2 women make history, pinning on coveted Ranger Tab
August 21, 2015
FORT BENNING, Ga. — Under a clear blue southwest Georgia sky, the Army’s first female soldiers to earn the coveted Ranger Tab were pinned with the black-and-gold half-moon patches Friday morning.
In a swarm of well-wishers, media and 94 male graduates, family members of Capt. Kristen Griest and 1st Lt. Shaye Haver placed the hard-earned tabs on their left shoulders, the culmination of 162 days of often-brutal training in the Army’s premier leadership course.
Addressing an overflow crowd that included new Army Chief of Staff Mark Milley and several “Ranger legends,” Army Maj. Gen. Austin Miller, the commander of the Maneuver Center of Excellence, called the graduating class “historic for a number of reasons,” including the two female soldiers.
Miller turned his speech toward the many naysayers, especially online, who continue to express beliefs that the Army lowered its standards. He invited them to visit Fort Benning “and re-qualify as a Ranger.”
“To date we’ve not had takers who want to come and revalidate their tabs,” Miller said. “There was no pressure on me from above to lower any standards. These soldiers graduating today accomplished it with the very same standards of Ranger School as those before them.”
Griest, a military police officer stationed at Fort Campbell, Ky., and Haver, an Apache pilot at Fort Carson, Colo., stood stoic among their male peers through Friday’s ceremony — which included demonstrations of Ranger tactics including fast roping from a helicopter, hand-to-hand combat, explosives and waterborne exercises — at Fort Benning’s picturesque Victory Pond. In their green-gray Army Combat Uniforms, the women did not stand out from their male counterparts.

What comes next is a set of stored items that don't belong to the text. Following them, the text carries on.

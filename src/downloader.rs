use crate::config::Config;
use crate::error::{AppError, FailureReason, ItemFailure, Result};
use crate::filename::OutputPaths;
use crate::format::select_audio_format;
use crate::metadata::write_metadata;
use crate::model::DownloadedFiles;
use crate::progress::{DownloadProgress, FailureLog};
use crate::service::{AudioStream, VideoService};
use futures::StreamExt;
use std::fmt;
use tokio::fs::File;
use tokio::io::{AsyncWrite, AsyncWriteExt};
use tracing::{debug, info, instrument, warn};

/// Where a single video is in its pipeline.
///
/// Any stage may end in a failure instead of advancing; see `FailureReason`.
#[derive(Debug, Clone, Copy, PartialEq, Eq)]
pub enum Stage {
    Pending,
    ResolvingInfo,
    SelectingFormat,
    Downloading,
    WritingMetadata,
    Done,
}

impl fmt::Display for Stage {
    fn fmt(&self, f: &mut fmt::Formatter<'_>) -> fmt::Result {
        fmt::Debug::fmt(self, f)
    }
}

impl FailureReason {
    pub fn stage(&self) -> Stage {
        match self {
            FailureReason::VideoInfo => Stage::ResolvingInfo,
            FailureReason::NoAudioFormat => Stage::SelectingFormat,
            FailureReason::OpenStream
            | FailureReason::CreateAudioFile
            | FailureReason::DownloadAudio => Stage::Downloading,
            FailureReason::CreateMetadataFile | FailureReason::WriteMetadata => {
                Stage::WritingMetadata
            }
        }
    }
}

/// Outcome of a whole batch.
#[derive(Debug, Default)]
pub struct BatchReport {
    pub downloaded: Vec<DownloadedFiles>,
    pub failures: Vec<ItemFailure>,
}

impl BatchReport {
    pub fn attempted(&self) -> usize {
        self.downloaded.len() + self.failures.len()
    }
}

/// Copies every chunk of `stream` into `dest`, then flushes it.
///
/// On error the bytes already written stay in `dest`; a partially written
/// file is left on disk for the caller to deal with.
pub async fn download_stream<W>(mut stream: AudioStream, dest: &mut W) -> Result<u64>
where
    W: AsyncWrite + Unpin,
{
    let mut written = 0u64;
    while let Some(chunk) = stream.next().await {
        let chunk = chunk?;
        dest.write_all(&chunk).await?;
        written += chunk.len() as u64;
    }
    dest.flush().await?;
    Ok(written)
}

/// Sequential batch driver that saves the audio and metadata of each video.
///
/// # Fields
/// * `service` - Resolves video info and opens audio streams
/// * `config` - Output locations
pub struct Downloader<S> {
    service: S,
    config: Config,
}

impl<S: VideoService> Downloader<S> {
    pub fn new(service: S, config: Config) -> Self {
        Self { service, config }
    }

    /// Processes a list of URLs one after another.
    ///
    /// # Returns
    /// * `Result<BatchReport>` - Files written and per-video failures
    ///
    /// # Errors
    /// Only structural problems fail the batch:
    /// * `Config` if `urls` is empty or the output directory is missing
    /// * `Io` if the error log cannot be created
    ///
    /// Every per-video failure is written to the error log and the loop
    /// moves on to the next URL.
    pub async fn process_urls(&self, urls: &[String]) -> Result<BatchReport> {
        if urls.is_empty() {
            return Err(AppError::Config("no video URLs provided".to_string()));
        }

        let output_dir = &self.config.output_dir;
        match tokio::fs::metadata(output_dir).await {
            Ok(meta) if meta.is_dir() => {}
            _ => {
                return Err(AppError::Config(format!(
                    "output directory {:?} does not exist",
                    output_dir
                )))
            }
        }

        let log = FailureLog::create(&self.config.error_log)?;
        let mut progress = DownloadProgress::with_log(urls.len(), log);
        let mut report = BatchReport::default();

        println!("Found {} videos to download", urls.len());

        for (index, url) in urls.iter().enumerate() {
            println!("Downloading {}", url);
            debug!(stage = %Stage::Pending, index = index + 1);
            let start = std::time::Instant::now();

            match self.download_video(url).await {
                Ok(files) => {
                    info!(
                        "Video {} saved to {:?} in {:.1}s",
                        index + 1,
                        files.audio,
                        start.elapsed().as_secs_f64()
                    );
                    progress.update(true);
                    report.downloaded.push(files);
                }
                Err(failure) => {
                    warn!(stage = %failure.reason.stage(), "{}", failure);
                    progress.record_failure(&failure);
                    report.failures.push(failure);
                }
            }
        }

        progress.print_summary();
        Ok(report)
    }

    /// Runs one video through every stage.
    ///
    /// The audio file is closed before the metadata file is opened, and
    /// metadata is only written once the audio copy has succeeded.
    #[instrument(skip(self))]
    async fn download_video(&self, url: &str) -> std::result::Result<DownloadedFiles, ItemFailure> {
        let fail = |reason: FailureReason| move |error: AppError| ItemFailure::new(reason, url, error);

        debug!(stage = %Stage::ResolvingInfo);
        let info = self
            .service
            .resolve_video_info(url)
            .await
            .map_err(fail(FailureReason::VideoInfo))?;

        debug!(stage = %Stage::SelectingFormat, formats = info.formats.len());
        let format = select_audio_format(&info.formats).map_err(fail(FailureReason::NoAudioFormat))?;

        debug!(stage = %Stage::Downloading, format = %format.id);
        let stream = self
            .service
            .open_audio_stream(&info, format)
            .await
            .map_err(fail(FailureReason::OpenStream))?;

        let paths = OutputPaths::new(&self.config.output_dir, &info, format);
        {
            let mut audio = File::create(&paths.audio)
                .await
                .map_err(AppError::from)
                .map_err(fail(FailureReason::CreateAudioFile))?;
            let bytes = download_stream(stream, &mut audio)
                .await
                .map_err(fail(FailureReason::DownloadAudio))?;
            debug!("Wrote {} bytes to {:?}", bytes, paths.audio);
        }

        debug!(stage = %Stage::WritingMetadata);
        {
            let mut metadata = File::create(&paths.metadata)
                .await
                .map_err(AppError::from)
                .map_err(fail(FailureReason::CreateMetadataFile))?;
            write_metadata(&info, &mut metadata)
                .await
                .map_err(fail(FailureReason::WriteMetadata))?;
        }

        debug!(stage = %Stage::Done);
        Ok(DownloadedFiles {
            audio: paths.audio,
            metadata: paths.metadata,
        })
    }

    pub fn service(&self) -> &S {
        &self.service
    }
}

#[cfg(test)]
mod tests {
    use super::*;
    use bytes::Bytes;
    use futures::stream;

    fn chunks(parts: Vec<Result<&'static [u8]>>) -> AudioStream {
        stream::iter(parts.into_iter().map(|p| p.map(Bytes::from_static))).boxed()
    }

    #[tokio::test]
    async fn test_download_stream_copies_all_chunks() {
        let mut out = Vec::new();
        let written = download_stream(chunks(vec![Ok(&b"abc"[..]), Ok(&b""[..]), Ok(&b"defg"[..])]), &mut out)
            .await
            .unwrap();
        assert_eq!(written, 7);
        assert_eq!(out, b"abcdefg");
    }

    #[tokio::test]
    async fn test_download_stream_keeps_partial_bytes_on_error() {
        let mut out = Vec::new();
        let err = download_stream(
            chunks(vec![
                Ok(&b"abc"[..]),
                Err(AppError::Stream("reset".into())),
                Ok(&b"never"[..]),
            ]),
            &mut out,
        )
        .await
        .unwrap_err();
        assert!(matches!(err, AppError::Stream(_)));
        assert_eq!(out, b"abc");
    }

    #[test]
    fn test_failure_stages() {
        assert_eq!(FailureReason::VideoInfo.stage(), Stage::ResolvingInfo);
        assert_eq!(FailureReason::NoAudioFormat.stage(), Stage::SelectingFormat);
        assert_eq!(FailureReason::DownloadAudio.stage(), Stage::Downloading);
        assert_eq!(FailureReason::WriteMetadata.stage(), Stage::WritingMetadata);
    }

    #[test]
    fn test_report_attempted() {
        let report = BatchReport {
            downloaded: vec![DownloadedFiles {
                audio: "a.m4a".into(),
                metadata: "a.json".into(),
            }],
            failures: vec![ItemFailure::new(
                FailureReason::VideoInfo,
                "u",
                AppError::Api("gone".into()),
            )],
        };
        assert_eq!(report.attempted(), 2);
    }
}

The women, speaking Thursday, said they struggled at times during the three phases of training that take candidates from the woods of Fort Benning through mountainous north Georgia and the swampland of north Florida.
“I’m just happy to be done with the course,” said Griest, who plans to go into civil affairs and hopes to become a Green Beret. “I came here to be a better leader. I feel like I accomplished that.”
“We just kind of forced ourselves through,” said Haver, an Apache pilot, acknowledging low points along the way. “But the ability to look at my (male) peers and see they were sucking just as bad as I was, that kept me going.”
The women are still barred by policy from joining the Rangers.